»»
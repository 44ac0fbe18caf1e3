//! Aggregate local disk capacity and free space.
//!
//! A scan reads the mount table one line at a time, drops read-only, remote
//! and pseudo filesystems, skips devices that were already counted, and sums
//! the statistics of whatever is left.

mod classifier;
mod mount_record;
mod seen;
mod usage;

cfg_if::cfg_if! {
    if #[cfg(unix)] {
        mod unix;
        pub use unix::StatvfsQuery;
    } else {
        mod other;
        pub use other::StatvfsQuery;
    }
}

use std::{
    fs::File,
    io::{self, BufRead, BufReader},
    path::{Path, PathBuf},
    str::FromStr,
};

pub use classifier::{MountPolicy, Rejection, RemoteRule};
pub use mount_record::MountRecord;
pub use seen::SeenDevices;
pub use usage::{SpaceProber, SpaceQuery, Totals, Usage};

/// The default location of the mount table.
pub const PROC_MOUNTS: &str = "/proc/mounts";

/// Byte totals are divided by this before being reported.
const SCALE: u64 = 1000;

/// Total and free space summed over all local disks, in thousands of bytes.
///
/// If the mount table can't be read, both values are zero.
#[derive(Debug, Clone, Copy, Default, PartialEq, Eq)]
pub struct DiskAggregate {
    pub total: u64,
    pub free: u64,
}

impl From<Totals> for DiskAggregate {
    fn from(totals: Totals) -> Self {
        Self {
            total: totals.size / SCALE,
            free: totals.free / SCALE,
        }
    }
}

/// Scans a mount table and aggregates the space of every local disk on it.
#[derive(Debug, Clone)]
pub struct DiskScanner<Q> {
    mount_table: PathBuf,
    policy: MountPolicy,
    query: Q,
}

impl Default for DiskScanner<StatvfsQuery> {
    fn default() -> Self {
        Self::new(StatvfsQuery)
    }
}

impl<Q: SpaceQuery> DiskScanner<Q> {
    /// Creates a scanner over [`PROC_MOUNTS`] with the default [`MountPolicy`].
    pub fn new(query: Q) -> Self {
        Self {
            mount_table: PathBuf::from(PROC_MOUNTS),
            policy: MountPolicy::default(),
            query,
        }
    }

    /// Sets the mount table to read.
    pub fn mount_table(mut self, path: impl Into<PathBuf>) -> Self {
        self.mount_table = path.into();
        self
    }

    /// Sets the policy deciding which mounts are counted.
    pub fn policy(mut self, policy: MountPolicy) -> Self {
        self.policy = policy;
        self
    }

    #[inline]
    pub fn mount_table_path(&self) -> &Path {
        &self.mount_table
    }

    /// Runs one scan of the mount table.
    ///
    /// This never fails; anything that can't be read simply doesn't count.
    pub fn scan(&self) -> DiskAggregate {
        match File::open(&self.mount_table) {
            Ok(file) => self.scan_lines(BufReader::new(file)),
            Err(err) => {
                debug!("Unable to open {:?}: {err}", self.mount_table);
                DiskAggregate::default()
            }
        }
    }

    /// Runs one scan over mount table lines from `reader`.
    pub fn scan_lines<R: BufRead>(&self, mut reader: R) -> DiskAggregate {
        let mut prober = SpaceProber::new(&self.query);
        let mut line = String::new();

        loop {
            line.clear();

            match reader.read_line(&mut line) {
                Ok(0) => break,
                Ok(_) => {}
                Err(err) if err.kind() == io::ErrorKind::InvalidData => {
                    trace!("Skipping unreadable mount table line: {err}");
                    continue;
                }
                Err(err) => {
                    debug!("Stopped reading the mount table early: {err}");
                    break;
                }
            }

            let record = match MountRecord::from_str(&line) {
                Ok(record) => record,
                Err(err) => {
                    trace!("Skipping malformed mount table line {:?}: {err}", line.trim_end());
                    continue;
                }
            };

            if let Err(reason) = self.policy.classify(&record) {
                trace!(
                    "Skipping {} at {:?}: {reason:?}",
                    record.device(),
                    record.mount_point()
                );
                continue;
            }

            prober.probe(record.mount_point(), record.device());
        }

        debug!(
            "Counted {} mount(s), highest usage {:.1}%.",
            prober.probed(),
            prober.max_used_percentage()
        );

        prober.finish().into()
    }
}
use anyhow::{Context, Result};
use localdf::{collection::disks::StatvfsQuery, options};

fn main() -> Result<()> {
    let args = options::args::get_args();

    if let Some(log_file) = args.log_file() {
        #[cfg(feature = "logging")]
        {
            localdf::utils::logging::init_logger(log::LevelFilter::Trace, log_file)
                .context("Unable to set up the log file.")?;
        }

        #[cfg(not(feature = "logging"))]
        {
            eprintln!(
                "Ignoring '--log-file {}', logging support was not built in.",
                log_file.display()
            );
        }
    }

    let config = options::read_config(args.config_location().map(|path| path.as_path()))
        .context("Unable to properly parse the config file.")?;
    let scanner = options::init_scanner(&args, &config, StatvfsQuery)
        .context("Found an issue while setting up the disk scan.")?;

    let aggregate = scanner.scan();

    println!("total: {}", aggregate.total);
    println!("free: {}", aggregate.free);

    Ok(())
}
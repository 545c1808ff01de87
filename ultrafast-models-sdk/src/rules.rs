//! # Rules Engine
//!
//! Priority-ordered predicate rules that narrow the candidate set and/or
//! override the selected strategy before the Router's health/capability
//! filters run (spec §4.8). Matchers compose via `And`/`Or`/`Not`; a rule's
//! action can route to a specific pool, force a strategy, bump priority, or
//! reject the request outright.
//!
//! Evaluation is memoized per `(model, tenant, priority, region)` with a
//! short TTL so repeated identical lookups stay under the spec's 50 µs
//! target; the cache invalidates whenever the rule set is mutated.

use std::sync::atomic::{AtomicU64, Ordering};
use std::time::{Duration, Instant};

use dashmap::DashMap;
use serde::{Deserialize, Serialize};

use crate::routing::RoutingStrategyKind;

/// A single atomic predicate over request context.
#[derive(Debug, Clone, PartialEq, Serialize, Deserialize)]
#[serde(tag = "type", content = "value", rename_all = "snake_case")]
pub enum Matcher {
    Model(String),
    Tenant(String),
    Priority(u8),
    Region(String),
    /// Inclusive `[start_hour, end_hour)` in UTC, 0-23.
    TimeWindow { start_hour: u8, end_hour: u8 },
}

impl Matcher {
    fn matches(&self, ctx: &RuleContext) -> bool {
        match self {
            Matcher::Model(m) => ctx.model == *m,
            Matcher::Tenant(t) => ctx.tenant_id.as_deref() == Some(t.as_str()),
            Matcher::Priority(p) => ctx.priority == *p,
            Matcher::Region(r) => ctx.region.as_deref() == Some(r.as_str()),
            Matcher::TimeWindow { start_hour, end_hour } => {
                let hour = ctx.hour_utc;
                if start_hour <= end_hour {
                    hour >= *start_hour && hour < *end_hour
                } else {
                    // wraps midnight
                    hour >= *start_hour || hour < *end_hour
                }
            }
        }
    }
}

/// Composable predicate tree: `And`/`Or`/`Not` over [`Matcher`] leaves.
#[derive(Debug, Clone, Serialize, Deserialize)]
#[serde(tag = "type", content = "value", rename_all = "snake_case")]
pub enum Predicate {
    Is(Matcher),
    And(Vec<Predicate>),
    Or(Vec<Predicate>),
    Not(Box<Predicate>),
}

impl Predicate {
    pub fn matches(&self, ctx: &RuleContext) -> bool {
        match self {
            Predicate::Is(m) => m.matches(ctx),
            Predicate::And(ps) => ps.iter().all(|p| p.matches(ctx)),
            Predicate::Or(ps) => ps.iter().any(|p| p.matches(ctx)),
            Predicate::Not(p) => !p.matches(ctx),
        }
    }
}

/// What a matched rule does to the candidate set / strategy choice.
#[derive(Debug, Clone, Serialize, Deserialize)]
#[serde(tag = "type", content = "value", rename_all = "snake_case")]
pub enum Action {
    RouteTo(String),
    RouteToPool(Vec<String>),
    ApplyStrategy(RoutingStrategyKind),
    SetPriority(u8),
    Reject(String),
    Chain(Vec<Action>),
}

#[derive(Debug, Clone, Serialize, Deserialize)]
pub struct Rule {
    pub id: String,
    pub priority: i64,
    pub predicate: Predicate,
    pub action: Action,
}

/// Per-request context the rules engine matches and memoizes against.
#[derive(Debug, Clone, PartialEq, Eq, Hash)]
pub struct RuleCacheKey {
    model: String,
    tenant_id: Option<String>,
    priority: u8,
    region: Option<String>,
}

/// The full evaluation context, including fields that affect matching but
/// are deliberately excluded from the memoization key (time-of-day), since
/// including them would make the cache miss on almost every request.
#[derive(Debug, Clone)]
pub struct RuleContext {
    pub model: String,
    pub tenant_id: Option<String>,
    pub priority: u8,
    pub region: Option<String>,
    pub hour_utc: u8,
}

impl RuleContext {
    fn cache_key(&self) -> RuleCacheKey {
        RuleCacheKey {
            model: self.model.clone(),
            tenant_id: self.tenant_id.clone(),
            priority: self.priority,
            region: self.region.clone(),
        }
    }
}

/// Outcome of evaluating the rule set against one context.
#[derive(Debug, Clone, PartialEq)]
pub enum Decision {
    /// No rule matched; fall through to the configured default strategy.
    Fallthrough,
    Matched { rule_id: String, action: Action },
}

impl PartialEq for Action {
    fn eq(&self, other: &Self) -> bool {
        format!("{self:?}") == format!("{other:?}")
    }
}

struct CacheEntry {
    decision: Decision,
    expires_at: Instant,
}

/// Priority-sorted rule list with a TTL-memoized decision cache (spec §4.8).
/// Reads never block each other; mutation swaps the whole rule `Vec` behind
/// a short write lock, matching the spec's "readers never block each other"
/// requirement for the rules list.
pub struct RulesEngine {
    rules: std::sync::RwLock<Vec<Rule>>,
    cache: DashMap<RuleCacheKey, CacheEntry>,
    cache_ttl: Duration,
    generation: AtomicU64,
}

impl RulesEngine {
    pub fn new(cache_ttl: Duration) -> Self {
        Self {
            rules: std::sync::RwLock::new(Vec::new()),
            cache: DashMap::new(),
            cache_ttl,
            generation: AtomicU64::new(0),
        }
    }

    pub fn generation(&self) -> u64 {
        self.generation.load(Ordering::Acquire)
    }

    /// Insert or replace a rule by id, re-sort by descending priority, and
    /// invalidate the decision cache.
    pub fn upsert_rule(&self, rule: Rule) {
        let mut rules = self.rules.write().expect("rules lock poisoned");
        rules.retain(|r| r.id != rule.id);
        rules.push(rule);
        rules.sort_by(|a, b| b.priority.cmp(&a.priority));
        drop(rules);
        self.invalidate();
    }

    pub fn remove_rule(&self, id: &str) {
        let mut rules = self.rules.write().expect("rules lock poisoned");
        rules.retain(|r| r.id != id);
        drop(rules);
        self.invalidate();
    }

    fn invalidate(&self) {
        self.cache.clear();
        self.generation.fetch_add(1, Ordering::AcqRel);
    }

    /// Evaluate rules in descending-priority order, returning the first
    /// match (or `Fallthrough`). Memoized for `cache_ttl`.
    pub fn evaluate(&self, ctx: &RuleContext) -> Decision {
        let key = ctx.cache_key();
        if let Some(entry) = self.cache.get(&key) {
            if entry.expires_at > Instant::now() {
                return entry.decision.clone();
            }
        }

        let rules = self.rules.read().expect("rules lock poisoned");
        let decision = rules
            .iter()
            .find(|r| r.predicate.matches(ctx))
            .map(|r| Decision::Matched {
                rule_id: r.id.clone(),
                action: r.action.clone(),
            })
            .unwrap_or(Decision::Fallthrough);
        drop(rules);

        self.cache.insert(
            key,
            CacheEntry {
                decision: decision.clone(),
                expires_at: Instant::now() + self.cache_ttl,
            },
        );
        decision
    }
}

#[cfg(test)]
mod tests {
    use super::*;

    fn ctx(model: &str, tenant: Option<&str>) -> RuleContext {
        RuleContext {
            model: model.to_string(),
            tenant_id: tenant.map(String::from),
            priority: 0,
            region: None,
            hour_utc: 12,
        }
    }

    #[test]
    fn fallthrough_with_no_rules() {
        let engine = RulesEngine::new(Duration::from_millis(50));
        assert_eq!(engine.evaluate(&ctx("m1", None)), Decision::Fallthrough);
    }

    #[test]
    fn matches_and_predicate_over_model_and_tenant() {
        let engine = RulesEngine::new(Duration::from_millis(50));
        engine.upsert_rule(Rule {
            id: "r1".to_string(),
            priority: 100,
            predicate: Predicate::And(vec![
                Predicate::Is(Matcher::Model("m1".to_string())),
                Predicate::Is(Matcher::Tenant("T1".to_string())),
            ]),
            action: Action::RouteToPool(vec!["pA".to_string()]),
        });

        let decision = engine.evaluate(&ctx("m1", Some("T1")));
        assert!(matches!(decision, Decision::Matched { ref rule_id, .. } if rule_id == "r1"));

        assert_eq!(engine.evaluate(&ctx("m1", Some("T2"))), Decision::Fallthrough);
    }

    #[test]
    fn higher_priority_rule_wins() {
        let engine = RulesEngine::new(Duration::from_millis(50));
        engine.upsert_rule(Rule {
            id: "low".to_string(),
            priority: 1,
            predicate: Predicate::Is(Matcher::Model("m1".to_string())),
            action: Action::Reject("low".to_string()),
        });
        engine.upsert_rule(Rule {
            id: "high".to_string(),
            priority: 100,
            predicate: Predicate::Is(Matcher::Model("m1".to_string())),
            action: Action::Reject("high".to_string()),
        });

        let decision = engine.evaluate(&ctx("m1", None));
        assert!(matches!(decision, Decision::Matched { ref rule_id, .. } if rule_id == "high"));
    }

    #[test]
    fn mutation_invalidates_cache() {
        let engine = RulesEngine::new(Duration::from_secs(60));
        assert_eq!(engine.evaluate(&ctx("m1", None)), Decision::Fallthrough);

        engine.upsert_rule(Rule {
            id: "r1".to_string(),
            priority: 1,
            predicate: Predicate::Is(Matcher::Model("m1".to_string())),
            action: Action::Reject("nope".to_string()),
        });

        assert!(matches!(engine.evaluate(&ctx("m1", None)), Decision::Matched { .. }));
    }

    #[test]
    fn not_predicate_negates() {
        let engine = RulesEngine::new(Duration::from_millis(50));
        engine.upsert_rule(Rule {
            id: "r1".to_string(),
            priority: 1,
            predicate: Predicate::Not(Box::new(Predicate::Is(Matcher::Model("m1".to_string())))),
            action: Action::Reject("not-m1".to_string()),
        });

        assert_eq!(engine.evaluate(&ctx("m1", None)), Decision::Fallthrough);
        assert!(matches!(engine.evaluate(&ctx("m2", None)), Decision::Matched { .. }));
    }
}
««
**Task prompt**
Of the records above, copy each line that includes "RwLock".

**Answer section**
    rules: std::sync::RwLock<Vec<Rule>>,
            rules: std::sync::RwLock::new(Vec::new()),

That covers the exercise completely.